The tests Trump praised are rapid antigen tests manufactured by Abbott, which received FDA Emergency Use Authorization at the end of August. Abbott’s antigen tests are cheap—each one costs $5. And, like the ID NOW tests, they’re fast—patients receive results in 15 minutes. But, also like the ID NOW tests, antigen tests are more effective for symptomatic people.
Here is how Alexis Madrigal and Rob Meyer explain it, in an article for The Atlantic published this past week:
If distributed en masse and used to screen asymptomatic people, these antigen tests will deliver hundreds of thousands—if not millions—of false results, they say. False negatives could lead to reckless behavior by people who don’t know they’re sick. False positives can also put people at risk: If a virus-free nursing-home resident with a false positive is placed in a COVID-19 ward, that person could become infected.
Not even antigen testing’s trial run—nursing home deployment—is going well. Nevada’s public health department recently instructed nursing homes to stop using antigen tests due to their rate of false positives, a move which was heavily criticized by HHS testing czar Admiral Brett Giroir.
This is not to say that antigen tests are useless; their utility is still being debated in epidemiological and public health circles. The advantages of these cheap, fast tests may outweigh the dangers of their low sensitivity. But to truly understand this problem, we need access to better antigen test data—not just 60 tests from Nevada nursing homes (the sample size upon which that state’s decision was made).

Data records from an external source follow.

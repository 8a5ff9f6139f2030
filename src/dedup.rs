use crate::issue::Issue;
use rustc_hash::FxHashSet;

/// Keep the first issue for every signature, preserving input order.
///
/// Run this over a tool's complete issue list: duplicates usually come from
/// different runs, so deduplicating file by file would miss them.
pub fn dedupe(issues: Vec<Issue>) -> Vec<Issue> {
    let mut seen: FxHashSet<String> =
        FxHashSet::with_capacity_and_hasher(issues.len(), Default::default());

    issues
        .into_iter()
        .filter(|issue| seen.insert(issue.signature().to_string()))
        .collect()
}
//! Payroll run result models.
//!
//! This module contains the [`PayrollRun`] type and the per-worker
//! [`WorkerPayrollLine`] and [`ConceptApplication`] structures it aggregates.

use chrono::{DateTime, Utc};
use rust_decimal::Decimal;
use serde::{Deserialize, Serialize};
use uuid::Uuid;

use super::{ConceptType, PayrollType, Period, PersonnelScope, round_money};

/// Identifier of a committed payroll run.
pub type RunId = Uuid;

/// One concept applied to one worker, with its rounded amount.
///
/// Only non-zero amounts are ever recorded.
#[derive(Debug, Clone, PartialEq, Eq, Serialize, Deserialize)]
pub struct ConceptApplication {
    /// The concept's identifier.
    pub concept_id: String,
    /// The concept's business code.
    pub code: String,
    /// The concept's name.
    pub name: String,
    /// Earning, deduction or employer contribution.
    pub concept_type: ConceptType,
    /// The computed amount, rounded to two places.
    pub amount: Decimal,
}

/// The pay breakdown of one worker within a run.
///
/// Invariant: `net_pay == total_earnings - total_deductions`. Employer
/// contributions are reported but never enter net pay.
#[derive(Debug, Clone, PartialEq, Eq, Serialize, Deserialize)]
pub struct WorkerPayrollLine {
    /// The worker's identifier.
    pub worker_id: String,
    /// The worker's identity document number.
    pub document_number: String,
    /// The worker's full name.
    pub full_name: String,
    /// Basic salary after the payroll-type multiplier.
    pub basic_salary: Decimal,
    /// Sum of earning applications.
    pub total_earnings: Decimal,
    /// Sum of deduction applications.
    pub total_deductions: Decimal,
    /// Sum of employer contribution applications.
    pub total_contributions: Decimal,
    /// Earnings minus deductions.
    pub net_pay: Decimal,
    /// Applied concepts: earnings, then deductions, then contributions.
    pub applications: Vec<ConceptApplication>,
}

impl WorkerPayrollLine {
    /// Returns true if `net_pay` equals earnings minus deductions. A
    /// difference outside the `Decimal` range is never balanced.
    pub fn is_balanced(&self) -> bool {
        self.total_earnings.checked_sub(self.total_deductions) == Some(self.net_pay)
    }
}

/// Whether a run is an ephemeral preview or a durable committed run.
#[derive(Debug, Clone, Copy, PartialEq, Eq, Serialize, Deserialize)]
#[serde(rename_all = "snake_case")]
pub enum RunStatus {
    /// Computed on demand and never persisted.
    Preview,
    /// Persisted exactly once for its period and payroll type.
    Committed,
}

/// Run-level totals, each the rounded sum of the corresponding line totals.
#[derive(Debug, Clone, PartialEq, Eq, Default, Serialize, Deserialize)]
pub struct RunTotals {
    /// Number of worker lines.
    pub worker_count: usize,
    /// Sum of line earnings.
    pub total_earnings: Decimal,
    /// Sum of line deductions.
    pub total_deductions: Decimal,
    /// Sum of line employer contributions.
    pub total_contributions: Decimal,
    /// Sum of line net pay.
    pub net_pay: Decimal,
}

impl RunTotals {
    /// Sums a set of lines, or returns `None` if any sum leaves the
    /// `Decimal` range.
    ///
    /// # Example
    ///
    /// ```
    /// use payroll_engine::models::{RunTotals, WorkerPayrollLine};
    /// use rust_decimal::Decimal;
    ///
    /// let line = WorkerPayrollLine {
    ///     worker_id: "w1".to_string(),
    ///     document_number: "1".to_string(),
    ///     full_name: "A B".to_string(),
    ///     basic_salary: Decimal::from(1000),
    ///     total_earnings: Decimal::from(1000),
    ///     total_deductions: Decimal::from(130),
    ///     total_contributions: Decimal::from(90),
    ///     net_pay: Decimal::from(870),
    ///     applications: vec![],
    /// };
    /// let totals = RunTotals::from_lines(&[line.clone(), line]).unwrap();
    /// assert_eq!(totals.worker_count, 2);
    /// assert_eq!(totals.net_pay, Decimal::from(1740));
    /// ```
    pub fn from_lines(lines: &[WorkerPayrollLine]) -> Option<Self> {
        let sums = lines.iter().try_fold(RunTotals::default(), |acc, line| {
            Some(RunTotals {
                worker_count: acc.worker_count + 1,
                total_earnings: acc.total_earnings.checked_add(line.total_earnings)?,
                total_deductions: acc.total_deductions.checked_add(line.total_deductions)?,
                total_contributions: acc
                    .total_contributions
                    .checked_add(line.total_contributions)?,
                net_pay: acc.net_pay.checked_add(line.net_pay)?,
            })
        })?;
        Some(RunTotals {
            worker_count: sums.worker_count,
            total_earnings: round_money(sums.total_earnings),
            total_deductions: round_money(sums.total_deductions),
            total_contributions: round_money(sums.total_contributions),
            net_pay: round_money(sums.net_pay),
        })
    }
}

/// A computed payroll run.
#[derive(Debug, Clone, PartialEq, Eq, Serialize, Deserialize)]
pub struct PayrollRun {
    /// The month covered.
    pub period: Period,
    /// The payroll classification.
    pub payroll_type: PayrollType,
    /// The part of the roster covered.
    pub scope: PersonnelScope,
    /// Preview or committed.
    pub status: RunStatus,
    /// Aggregated totals.
    pub totals: RunTotals,
    /// One line per worker, in roster order.
    pub lines: Vec<WorkerPayrollLine>,
    /// When the run was computed.
    pub computed_at: DateTime<Utc>,
    /// The engine version that computed the run.
    pub engine_version: String,
}
//! Error types for the payroll engine.
//!
//! This module provides strongly-typed errors using the `thiserror` crate
//! for every condition a caller of the engine can observe. Formula and
//! storage failures have their own types and are converted at the boundary
//! that owns them.

use thiserror::Error;

/// The main error type for the payroll engine.
///
/// Validation and conflict variants carry enough detail for the caller to
/// correct the request. `Persistence` is deliberately generic: the commit
/// has been rolled back and the backend message is only useful in logs.
///
/// # Example
///
/// ```
/// use payroll_engine::error::EngineError;
///
/// let error = EngineError::InvalidPeriod {
///     value: "2025-13".to_string(),
/// };
/// assert_eq!(error.to_string(), "Invalid period '2025-13': expected YYYY-MM");
/// ```
#[derive(Debug, Error)]
pub enum EngineError {
    /// The period string was not of the form `YYYY-MM`.
    #[error("Invalid period '{value}': expected YYYY-MM")]
    InvalidPeriod {
        /// The rejected input.
        value: String,
    },

    /// The roster returned no active workers for the requested scope.
    #[error("No eligible workers for personnel scope '{scope}'")]
    NoEligibleWorkers {
        /// The scope that was queried.
        scope: String,
    },

    /// The concept catalog holds no active concepts.
    #[error("No active concepts in the catalog")]
    NoActiveConcepts,

    /// A commit was requested with zero detail lines.
    #[error("Cannot commit a payroll run without detail lines")]
    EmptyDetail,

    /// A detail line supplied for commit is internally inconsistent.
    #[error("Invalid detail line for worker '{worker_id}': {message}")]
    InvalidDetail {
        /// The worker the line belongs to.
        worker_id: String,
        /// What made the line invalid.
        message: String,
    },

    /// An amount or a sum of amounts does not fit in a `Decimal`.
    #[error("Amount out of range: {message}")]
    AmountOutOfRange {
        /// Which amount overflowed.
        message: String,
    },

    /// A committed run already exists for this period and payroll type.
    #[error("A {payroll_type} payroll for period {period} has already been committed")]
    CommitConflict {
        /// The period of the existing run.
        period: String,
        /// The payroll type of the existing run.
        payroll_type: String,
    },

    /// The durable store failed while committing; nothing was written.
    #[error("Internal error while persisting the payroll run")]
    Persistence {
        /// The backend error, for diagnostics only.
        message: String,
    },

    /// The worker roster or concept catalog could not be queried.
    #[error("Collaborator query failed: {message}")]
    Collaborator {
        /// A description of the failure.
        message: String,
    },

    /// Configuration file was not found at the specified path.
    #[error("Configuration file not found: {path}")]
    ConfigNotFound {
        /// The path that was not found.
        path: String,
    },

    /// Configuration file could not be parsed.
    #[error("Failed to parse configuration file '{path}': {message}")]
    ConfigParseError {
        /// The path to the file that failed to parse.
        path: String,
        /// A description of the parse error.
        message: String,
    },
}

impl EngineError {
    /// Returns true for errors the caller can fix by changing the request.
    pub fn is_validation(&self) -> bool {
        matches!(
            self,
            EngineError::InvalidPeriod { .. }
                | EngineError::NoEligibleWorkers { .. }
                | EngineError::NoActiveConcepts
                | EngineError::EmptyDetail
                | EngineError::InvalidDetail { .. }
                | EngineError::AmountOutOfRange { .. }
        )
    }
}

/// A type alias for Results that return EngineError.
pub type EngineResult<T> = Result<T, EngineError>;

#[cfg(test)]
mod tests {
    use super::*;

    #[test]
    fn test_invalid_period_displays_value() {
        let error = EngineError::InvalidPeriod {
            value: "March".to_string(),
        };
        assert_eq!(error.to_string(), "Invalid period 'March': expected YYYY-MM");
    }

    #[test]
    fn test_no_eligible_workers_displays_scope() {
        let error = EngineError::NoEligibleWorkers {
            scope: "plant".to_string(),
        };
        assert_eq!(
            error.to_string(),
            "No eligible workers for personnel scope 'plant'"
        );
    }

    #[test]
    fn test_commit_conflict_displays_period_and_type() {
        let error = EngineError::CommitConflict {
            period: "2025-01".to_string(),
            payroll_type: "regular".to_string(),
        };
        assert_eq!(
            error.to_string(),
            "A regular payroll for period 2025-01 has already been committed"
        );
    }

    #[test]
    fn test_persistence_hides_backend_message() {
        let error = EngineError::Persistence {
            message: "disk full".to_string(),
        };
        assert!(!error.to_string().contains("disk full"));
    }

    #[test]
    fn test_config_parse_error_displays_path_and_message() {
        let error = EngineError::ConfigParseError {
            path: "/config/engine.yaml".to_string(),
            message: "invalid YAML syntax".to_string(),
        };
        assert_eq!(
            error.to_string(),
            "Failed to parse configuration file '/config/engine.yaml': invalid YAML syntax"
        );
    }

    #[test]
    fn test_validation_classification() {
        assert!(EngineError::EmptyDetail.is_validation());
        assert!(EngineError::NoActiveConcepts.is_validation());
        assert!(
            EngineError::AmountOutOfRange {
                message: "run totals".to_string()
            }
            .is_validation()
        );
        assert!(
            !EngineError::CommitConflict {
                period: "2025-01".to_string(),
                payroll_type: "regular".to_string(),
            }
            .is_validation()
        );
        assert!(
            !EngineError::Persistence {
                message: "x".to_string()
            }
            .is_validation()
        );
    }

    #[test]
    fn test_errors_implement_std_error() {
        fn assert_error<T: std::error::Error>() {}
        assert_error::<EngineError>();
    }

    #[test]
    fn test_error_propagation_with_question_mark() {
        fn returns_empty_detail() -> EngineResult<()> {
            Err(EngineError::EmptyDetail)
        }

        fn propagates_error() -> EngineResult<()> {
            returns_empty_detail()?;
            Ok(())
        }

        assert!(propagates_error().is_err());
    }
}
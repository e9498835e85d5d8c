//! Rows written by the commit boundary.

use chrono::{DateTime, Utc};
use rust_decimal::Decimal;
use serde::{Deserialize, Serialize};

use crate::models::{
    ConceptApplication, ConceptType, PayrollRun, PayrollType, Period, PersonnelScope, RunId,
    RunStatus, RunTotals, WorkerPayrollLine,
};

/// Header row of a committed run.
#[derive(Debug, Clone, PartialEq, Eq, Serialize, Deserialize)]
pub struct RunHeader {
    /// Identifier assigned at commit.
    pub run_id: RunId,
    /// The run's period.
    pub period: Period,
    /// The run's payroll type.
    pub payroll_type: PayrollType,
    /// The personnel scope the run was computed for.
    pub scope: PersonnelScope,
    /// Totals recomputed from the committed detail rows.
    pub totals: RunTotals,
    /// Commit time.
    pub committed_at: DateTime<Utc>,
    /// Version of the engine that committed the run.
    pub engine_version: String,
}

/// One worker's totals within a committed run.
#[derive(Debug, Clone, PartialEq, Eq, Serialize, Deserialize)]
pub struct DetailRow {
    /// Owning run.
    pub run_id: RunId,
    /// Position of the line within the run, from 0.
    pub line_index: usize,
    /// The worker's identifier.
    pub worker_id: String,
    /// The worker's identity document number.
    pub document_number: String,
    /// The worker's full name.
    pub full_name: String,
    /// Scaled basic salary.
    pub basic_salary: Decimal,
    /// Sum of earnings.
    pub total_earnings: Decimal,
    /// Sum of deductions.
    pub total_deductions: Decimal,
    /// Sum of employer contributions.
    pub total_contributions: Decimal,
    /// Earnings minus deductions.
    pub net_pay: Decimal,
}

impl DetailRow {
    /// Builds the detail row for one line.
    pub fn from_line(run_id: RunId, line_index: usize, line: &WorkerPayrollLine) -> Self {
        Self {
            run_id,
            line_index,
            worker_id: line.worker_id.clone(),
            document_number: line.document_number.clone(),
            full_name: line.full_name.clone(),
            basic_salary: line.basic_salary,
            total_earnings: line.total_earnings,
            total_deductions: line.total_deductions,
            total_contributions: line.total_contributions,
            net_pay: line.net_pay,
        }
    }
}

/// One concept applied to one worker within a committed run.
#[derive(Debug, Clone, PartialEq, Eq, Serialize, Deserialize)]
pub struct ApplicationRow {
    /// Owning run.
    pub run_id: RunId,
    /// Owning detail row's worker.
    pub worker_id: String,
    /// The concept's identifier.
    pub concept_id: String,
    /// The concept's business code.
    pub code: String,
    /// The concept's name.
    pub name: String,
    /// Earning, deduction or employer contribution.
    pub concept_type: ConceptType,
    /// The applied amount.
    pub amount: Decimal,
}

impl ApplicationRow {
    /// Builds the application row for one applied concept.
    pub fn from_application(
        run_id: RunId,
        worker_id: &str,
        application: &ConceptApplication,
    ) -> Self {
        Self {
            run_id,
            worker_id: worker_id.to_string(),
            concept_id: application.concept_id.clone(),
            code: application.code.clone(),
            name: application.name.clone(),
            concept_type: application.concept_type,
            amount: application.amount,
        }
    }
}

/// Everything persisted for one committed run.
#[derive(Debug, Clone, PartialEq, Eq, Serialize, Deserialize)]
pub struct CommittedRun {
    /// The header row.
    pub header: RunHeader,
    /// Detail rows in commit order.
    pub details: Vec<DetailRow>,
    /// Application rows in commit order.
    pub applications: Vec<ApplicationRow>,
}

impl CommittedRun {
    /// Reassembles the rows into a committed [`PayrollRun`].
    pub fn to_payroll_run(&self) -> PayrollRun {
        let mut details: Vec<&DetailRow> = self.details.iter().collect();
        details.sort_by_key(|detail| detail.line_index);
        let lines = details
            .into_iter()
            .map(|detail| WorkerPayrollLine {
                worker_id: detail.worker_id.clone(),
                document_number: detail.document_number.clone(),
                full_name: detail.full_name.clone(),
                basic_salary: detail.basic_salary,
                total_earnings: detail.total_earnings,
                total_deductions: detail.total_deductions,
                total_contributions: detail.total_contributions,
                net_pay: detail.net_pay,
                applications: self
                    .applications
                    .iter()
                    .filter(|row| row.worker_id == detail.worker_id)
                    .map(|row| ConceptApplication {
                        concept_id: row.concept_id.clone(),
                        code: row.code.clone(),
                        name: row.name.clone(),
                        concept_type: row.concept_type,
                        amount: row.amount,
                    })
                    .collect(),
            })
            .collect();

        PayrollRun {
            period: self.header.period,
            payroll_type: self.header.payroll_type,
            scope: self.header.scope.clone(),
            status: RunStatus::Committed,
            totals: self.header.totals.clone(),
            lines,
            computed_at: self.header.committed_at,
            engine_version: self.header.engine_version.clone(),
        }
    }
}
//! Worker snapshot model.
//!
//! Workers are owned by the external roster; the engine only reads them.

use chrono::{Datelike, NaiveDate};
use rust_decimal::Decimal;
use serde::{Deserialize, Serialize};

/// The worker's contract arrangement.
#[derive(Debug, Clone, Copy, PartialEq, Eq, Serialize, Deserialize)]
#[serde(rename_all = "snake_case")]
pub enum ContractType {
    /// Open-ended contract.
    Indefinite,
    /// Contract with an end date.
    FixedTerm,
    /// Reduced-hours contract.
    PartTime,
}

/// Whether the worker is currently on the payroll.
#[derive(Debug, Clone, Copy, PartialEq, Eq, Default, Serialize, Deserialize)]
#[serde(rename_all = "snake_case")]
pub enum WorkerStatus {
    /// Included in payroll runs.
    #[default]
    Active,
    /// Terminated or suspended.
    Inactive,
}

/// A read-only snapshot of one worker as supplied by the roster.
///
/// # Example
///
/// ```
/// use payroll_engine::models::{ContractType, Worker, WorkerStatus};
/// use chrono::NaiveDate;
/// use rust_decimal::Decimal;
///
/// let worker = Worker {
///     id: "w_001".to_string(),
///     document_number: "40112233".to_string(),
///     first_name: "Ana".to_string(),
///     last_name: "Quispe".to_string(),
///     basic_salary: Decimal::from(2000),
///     hire_date: NaiveDate::from_ymd_opt(2020, 3, 1).unwrap(),
///     contract_type: ContractType::Indefinite,
///     personnel_group: "office".to_string(),
///     dependents: 0,
///     status: WorkerStatus::Active,
/// };
/// assert_eq!(worker.full_name(), "Ana Quispe");
/// ```
#[derive(Debug, Clone, PartialEq, Eq, Serialize, Deserialize)]
pub struct Worker {
    /// Unique identifier.
    pub id: String,
    /// National identity document number.
    pub document_number: String,
    /// Given name(s).
    pub first_name: String,
    /// Family name(s).
    pub last_name: String,
    /// Monthly basic salary before any payroll-type scaling.
    pub basic_salary: Decimal,
    /// First day of employment.
    pub hire_date: NaiveDate,
    /// Contract arrangement.
    pub contract_type: ContractType,
    /// Personnel group used for scoping runs (e.g. "office", "plant").
    pub personnel_group: String,
    /// Number of dependents declared by the worker.
    #[serde(default)]
    pub dependents: u32,
    /// Active or inactive.
    #[serde(default)]
    pub status: WorkerStatus,
}

impl Worker {
    /// Returns "first last".
    pub fn full_name(&self) -> String {
        format!("{} {}", self.first_name, self.last_name)
    }

    /// Returns true if the worker takes part in payroll runs.
    pub fn is_active(&self) -> bool {
        self.status == WorkerStatus::Active
    }

    /// Whole months of service from hire date to `as_of`, zero if hired later.
    pub fn tenure_months(&self, as_of: NaiveDate) -> u32 {
        if as_of < self.hire_date {
            return 0;
        }
        let mut months = (as_of.year() - self.hire_date.year()) * 12
            + (as_of.month() as i32 - self.hire_date.month() as i32);
        if as_of.day() < self.hire_date.day() {
            months -= 1;
        }
        months.max(0) as u32
    }

    /// Whole years of service from hire date to `as_of`.
    pub fn tenure_years(&self, as_of: NaiveDate) -> u32 {
        self.tenure_months(as_of) / 12
    }
}

#[cfg(test)]
mod tests {
    use super::*;

    fn create_test_worker(hire_date: NaiveDate) -> Worker {
        Worker {
            id: "w_001".to_string(),
            document_number: "40112233".to_string(),
            first_name: "Ana".to_string(),
            last_name: "Quispe".to_string(),
            basic_salary: Decimal::from(2000),
            hire_date,
            contract_type: ContractType::Indefinite,
            personnel_group: "office".to_string(),
            dependents: 1,
            status: WorkerStatus::Active,
        }
    }

    fn date(y: i32, m: u32, d: u32) -> NaiveDate {
        NaiveDate::from_ymd_opt(y, m, d).unwrap()
    }

    #[test]
    fn test_deserialize_worker_with_defaults() {
        let json = r#"{
            "id": "w_002",
            "document_number": "10203040",
            "first_name": "Luis",
            "last_name": "Rojas",
            "basic_salary": "3000.00",
            "hire_date": "2018-07-15",
            "contract_type": "fixed_term",
            "personnel_group": "plant"
        }"#;

        let worker: Worker = serde_json::from_str(json).unwrap();
        assert_eq!(worker.contract_type, ContractType::FixedTerm);
        assert_eq!(worker.dependents, 0);
        assert!(worker.is_active());
    }

    #[test]
    fn test_tenure_counts_whole_months() {
        let worker = create_test_worker(date(2020, 3, 15));
        assert_eq!(worker.tenure_months(date(2020, 4, 14)), 0);
        assert_eq!(worker.tenure_months(date(2020, 4, 15)), 1);
        assert_eq!(worker.tenure_months(date(2025, 3, 31)), 60);
        assert_eq!(worker.tenure_years(date(2025, 3, 31)), 5);
    }

    #[test]
    fn test_tenure_is_zero_before_hire() {
        let worker = create_test_worker(date(2025, 6, 1));
        assert_eq!(worker.tenure_months(date(2025, 3, 31)), 0);
        assert_eq!(worker.tenure_years(date(2025, 3, 31)), 0);
    }

    #[test]
    fn test_full_name() {
        let worker = create_test_worker(date(2020, 1, 1));
        assert_eq!(worker.full_name(), "Ana Quispe");
    }
}
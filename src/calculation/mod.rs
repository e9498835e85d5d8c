//! Calculation logic for the payroll engine.
//!
//! This module contains the formula expression evaluator, the per-worker
//! variable context, concept evaluation by calculation rule, and the
//! three-phase preview calculator that turns a roster and a concept
//! catalog into a [`PayrollRun`](crate::models::PayrollRun).

mod concept;
mod context;
mod formula;
mod preview;

pub use concept::{evaluate_concept, try_evaluate_concept};
pub use context::{
    ABSENCE_DAYS, BASIC_SALARY, CONTRACT_FIXED_TERM, CONTRACT_INDEFINITE, CONTRACT_PART_TIME,
    DAYS_IN_PERIOD, DEPENDENTS, ORIGINAL_BASIC_SALARY, OVERTIME_HOURS, TENURE_MONTHS,
    TENURE_YEARS, TOTAL_EARNINGS, VariableContext, WORKED_DAYS,
};
pub use formula::{
    FormulaError, MAX_FORMULA_LENGTH, MAX_NESTING_DEPTH, evaluate, try_evaluate,
};
pub use preview::{ConceptPlan, PayrollCalculator};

If 11 million Abbott ID NOW tests are a data concern, 150 million Abbott antigen tests are a data minefield. For the past month, I’ve been working on an analysis for the COVID Tracking Project which covers how states are reporting—and failing to report—antigen test results. This analysis is set to be released in the next week, in all its detailed glory. But I can tell you now that the majority of states are not reporting antigen tests in separate counts from DNA-based tests, just as the majority of states are not reporting other types of DNA-based tests as separate from PCR tests. In fact, several states now specifically report that their testing counts combine PCR and antigen tests in one figure.
When two different test types are conflated in a single total figure, it is difficult to analyze the progression of how either test is being used. I can’t tell you how many antigen tests are being put to use across the country, or how effective they are at containing COVID-19 in a given community, if these test numbers are lumped in with another test type. Test lumping also presents a(nother) challenge for test positivity calculations, as antigen and PCR tests have very different sensitivity levels.
And even the few separate antigen test counts that states do report are likely significant undercounts of the actual scale of antigen testing going on in the U.S. As I mentioned earlier, no data reporting pipelines are set up for tests that occur rapidly in point-of-care settings. The Center for Medicare & Medicaid Services (CMS) does not report the number of antigen tests that have occurred in nursing homes, for example.
So far, it appears that state and federal public health agencies alike are unprepared to report the results of antigen tests. Before the White House deploys its 150 million Abbott antigen tests, I hope to see that change.